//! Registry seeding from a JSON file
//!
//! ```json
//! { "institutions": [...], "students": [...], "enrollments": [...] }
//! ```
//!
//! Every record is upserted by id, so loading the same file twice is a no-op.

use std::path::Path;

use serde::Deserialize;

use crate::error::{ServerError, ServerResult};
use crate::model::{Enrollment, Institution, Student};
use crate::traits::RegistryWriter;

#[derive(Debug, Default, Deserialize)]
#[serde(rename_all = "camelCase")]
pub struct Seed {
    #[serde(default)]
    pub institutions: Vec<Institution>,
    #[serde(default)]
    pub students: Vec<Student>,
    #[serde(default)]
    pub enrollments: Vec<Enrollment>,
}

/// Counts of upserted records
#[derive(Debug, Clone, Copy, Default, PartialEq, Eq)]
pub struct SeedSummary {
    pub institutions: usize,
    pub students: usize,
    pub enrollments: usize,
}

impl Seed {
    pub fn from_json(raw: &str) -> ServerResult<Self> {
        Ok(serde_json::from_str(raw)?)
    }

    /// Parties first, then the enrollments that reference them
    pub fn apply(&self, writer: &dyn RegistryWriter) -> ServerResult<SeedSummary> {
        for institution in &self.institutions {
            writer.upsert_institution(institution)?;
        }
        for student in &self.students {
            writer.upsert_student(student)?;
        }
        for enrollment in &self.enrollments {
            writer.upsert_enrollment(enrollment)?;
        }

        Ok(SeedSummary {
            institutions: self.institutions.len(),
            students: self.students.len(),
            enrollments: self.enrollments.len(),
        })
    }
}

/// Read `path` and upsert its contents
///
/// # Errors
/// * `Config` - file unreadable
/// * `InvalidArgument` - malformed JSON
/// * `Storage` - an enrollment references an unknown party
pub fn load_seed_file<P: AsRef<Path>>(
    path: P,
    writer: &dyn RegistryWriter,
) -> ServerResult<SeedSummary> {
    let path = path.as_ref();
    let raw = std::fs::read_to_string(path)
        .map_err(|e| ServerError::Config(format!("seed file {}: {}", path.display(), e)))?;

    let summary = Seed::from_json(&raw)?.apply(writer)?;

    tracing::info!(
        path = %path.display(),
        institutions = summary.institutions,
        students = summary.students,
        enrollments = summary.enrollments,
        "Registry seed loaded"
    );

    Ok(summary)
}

+ + +

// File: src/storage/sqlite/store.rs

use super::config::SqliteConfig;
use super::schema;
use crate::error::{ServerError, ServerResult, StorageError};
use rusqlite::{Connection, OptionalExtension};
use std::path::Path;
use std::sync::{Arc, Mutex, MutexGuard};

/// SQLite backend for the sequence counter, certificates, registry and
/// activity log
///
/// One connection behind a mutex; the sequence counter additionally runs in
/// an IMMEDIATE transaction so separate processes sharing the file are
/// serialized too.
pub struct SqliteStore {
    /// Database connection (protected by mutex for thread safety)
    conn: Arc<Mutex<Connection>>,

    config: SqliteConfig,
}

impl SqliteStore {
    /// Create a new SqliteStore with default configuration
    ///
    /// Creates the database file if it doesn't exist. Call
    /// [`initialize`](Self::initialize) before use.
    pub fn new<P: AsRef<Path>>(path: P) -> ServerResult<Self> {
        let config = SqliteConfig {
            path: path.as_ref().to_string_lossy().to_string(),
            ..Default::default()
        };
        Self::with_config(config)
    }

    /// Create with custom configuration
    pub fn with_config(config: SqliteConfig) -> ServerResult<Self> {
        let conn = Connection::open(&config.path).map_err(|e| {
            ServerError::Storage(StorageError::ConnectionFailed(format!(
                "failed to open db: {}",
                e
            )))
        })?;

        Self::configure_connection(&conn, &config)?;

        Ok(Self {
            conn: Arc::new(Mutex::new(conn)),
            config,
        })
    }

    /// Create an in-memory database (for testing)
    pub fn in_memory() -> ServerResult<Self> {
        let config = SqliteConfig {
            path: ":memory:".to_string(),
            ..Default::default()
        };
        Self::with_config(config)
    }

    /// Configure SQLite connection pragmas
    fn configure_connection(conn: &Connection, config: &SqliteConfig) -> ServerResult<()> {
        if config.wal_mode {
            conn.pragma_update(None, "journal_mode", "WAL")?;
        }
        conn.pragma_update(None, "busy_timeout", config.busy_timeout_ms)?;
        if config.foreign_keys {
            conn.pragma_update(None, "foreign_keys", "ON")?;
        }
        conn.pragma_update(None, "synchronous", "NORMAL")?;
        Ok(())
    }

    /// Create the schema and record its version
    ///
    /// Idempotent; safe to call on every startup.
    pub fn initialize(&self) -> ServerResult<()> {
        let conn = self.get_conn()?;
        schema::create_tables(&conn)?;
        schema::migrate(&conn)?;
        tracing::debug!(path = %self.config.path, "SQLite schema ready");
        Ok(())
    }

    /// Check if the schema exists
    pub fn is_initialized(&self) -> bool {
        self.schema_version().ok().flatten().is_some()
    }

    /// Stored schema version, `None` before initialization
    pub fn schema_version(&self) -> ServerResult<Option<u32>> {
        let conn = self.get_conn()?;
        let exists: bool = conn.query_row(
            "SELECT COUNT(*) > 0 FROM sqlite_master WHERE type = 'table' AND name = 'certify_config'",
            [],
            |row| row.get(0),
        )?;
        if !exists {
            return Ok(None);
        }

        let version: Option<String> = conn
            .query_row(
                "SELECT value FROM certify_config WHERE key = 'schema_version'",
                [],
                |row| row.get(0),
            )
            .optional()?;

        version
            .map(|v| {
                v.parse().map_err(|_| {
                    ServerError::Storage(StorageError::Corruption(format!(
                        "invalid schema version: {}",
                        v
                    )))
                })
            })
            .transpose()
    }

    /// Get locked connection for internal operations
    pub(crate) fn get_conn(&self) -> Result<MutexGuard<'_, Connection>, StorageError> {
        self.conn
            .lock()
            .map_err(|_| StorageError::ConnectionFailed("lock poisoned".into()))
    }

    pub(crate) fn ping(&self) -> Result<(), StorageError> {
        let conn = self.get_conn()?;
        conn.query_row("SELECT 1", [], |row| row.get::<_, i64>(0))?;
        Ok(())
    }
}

+ + +

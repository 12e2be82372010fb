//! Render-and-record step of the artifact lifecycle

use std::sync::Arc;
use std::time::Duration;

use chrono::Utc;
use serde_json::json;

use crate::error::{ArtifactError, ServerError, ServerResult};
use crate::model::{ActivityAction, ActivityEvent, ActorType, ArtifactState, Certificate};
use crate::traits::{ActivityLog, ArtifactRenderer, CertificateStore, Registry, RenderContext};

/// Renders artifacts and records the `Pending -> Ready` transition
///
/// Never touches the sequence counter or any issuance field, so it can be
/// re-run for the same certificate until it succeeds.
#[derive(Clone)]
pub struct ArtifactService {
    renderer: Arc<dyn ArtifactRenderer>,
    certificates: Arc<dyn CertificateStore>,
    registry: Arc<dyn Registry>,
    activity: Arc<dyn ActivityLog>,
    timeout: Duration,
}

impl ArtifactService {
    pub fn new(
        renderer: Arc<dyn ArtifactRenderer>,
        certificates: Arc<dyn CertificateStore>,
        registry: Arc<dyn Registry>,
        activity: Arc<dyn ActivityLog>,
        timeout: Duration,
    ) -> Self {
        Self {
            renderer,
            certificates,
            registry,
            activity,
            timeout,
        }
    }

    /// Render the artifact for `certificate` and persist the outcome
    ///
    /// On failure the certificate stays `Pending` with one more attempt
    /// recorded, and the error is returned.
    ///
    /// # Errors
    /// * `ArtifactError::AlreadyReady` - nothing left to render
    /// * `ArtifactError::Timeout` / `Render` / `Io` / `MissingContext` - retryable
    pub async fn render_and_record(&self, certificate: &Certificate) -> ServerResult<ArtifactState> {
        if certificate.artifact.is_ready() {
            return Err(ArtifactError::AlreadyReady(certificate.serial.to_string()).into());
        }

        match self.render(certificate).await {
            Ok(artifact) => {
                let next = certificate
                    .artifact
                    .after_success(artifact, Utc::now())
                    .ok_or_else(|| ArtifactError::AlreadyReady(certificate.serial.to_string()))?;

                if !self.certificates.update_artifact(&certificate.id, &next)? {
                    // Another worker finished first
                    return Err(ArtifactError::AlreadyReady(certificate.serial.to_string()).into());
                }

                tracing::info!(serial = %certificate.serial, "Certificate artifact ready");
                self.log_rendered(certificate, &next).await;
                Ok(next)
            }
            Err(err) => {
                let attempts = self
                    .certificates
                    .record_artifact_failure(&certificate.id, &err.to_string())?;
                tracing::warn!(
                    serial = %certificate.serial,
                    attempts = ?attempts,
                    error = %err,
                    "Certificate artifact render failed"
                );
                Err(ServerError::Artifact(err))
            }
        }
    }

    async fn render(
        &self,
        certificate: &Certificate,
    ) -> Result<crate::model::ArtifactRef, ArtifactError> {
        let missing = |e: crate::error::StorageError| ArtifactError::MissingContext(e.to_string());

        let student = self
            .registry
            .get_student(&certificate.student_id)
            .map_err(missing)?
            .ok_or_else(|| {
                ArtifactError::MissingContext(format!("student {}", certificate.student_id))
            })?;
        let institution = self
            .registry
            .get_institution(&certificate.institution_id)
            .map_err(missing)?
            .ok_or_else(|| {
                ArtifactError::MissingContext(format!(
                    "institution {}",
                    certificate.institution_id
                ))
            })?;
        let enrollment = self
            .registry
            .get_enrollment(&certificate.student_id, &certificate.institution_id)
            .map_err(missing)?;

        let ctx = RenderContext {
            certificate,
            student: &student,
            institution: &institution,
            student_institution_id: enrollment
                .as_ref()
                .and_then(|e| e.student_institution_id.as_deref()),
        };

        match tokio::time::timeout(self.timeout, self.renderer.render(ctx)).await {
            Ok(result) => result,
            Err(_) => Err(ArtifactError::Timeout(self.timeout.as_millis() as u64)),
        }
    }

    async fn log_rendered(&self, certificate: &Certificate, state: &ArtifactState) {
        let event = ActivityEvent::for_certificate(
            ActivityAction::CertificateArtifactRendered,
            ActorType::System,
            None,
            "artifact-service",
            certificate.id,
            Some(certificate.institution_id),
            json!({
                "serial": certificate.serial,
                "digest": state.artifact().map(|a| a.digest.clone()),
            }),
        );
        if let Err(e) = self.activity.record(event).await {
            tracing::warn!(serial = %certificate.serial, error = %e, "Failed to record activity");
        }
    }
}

+ + +

- **YOUR OBJECTIVE**
Please find every line in the records that contains the word "first", and copy it out.

- **SOLUTION TO THIS PROBLEM**
    /// Parties first, then the enrollments that reference them
                    // Another worker finished first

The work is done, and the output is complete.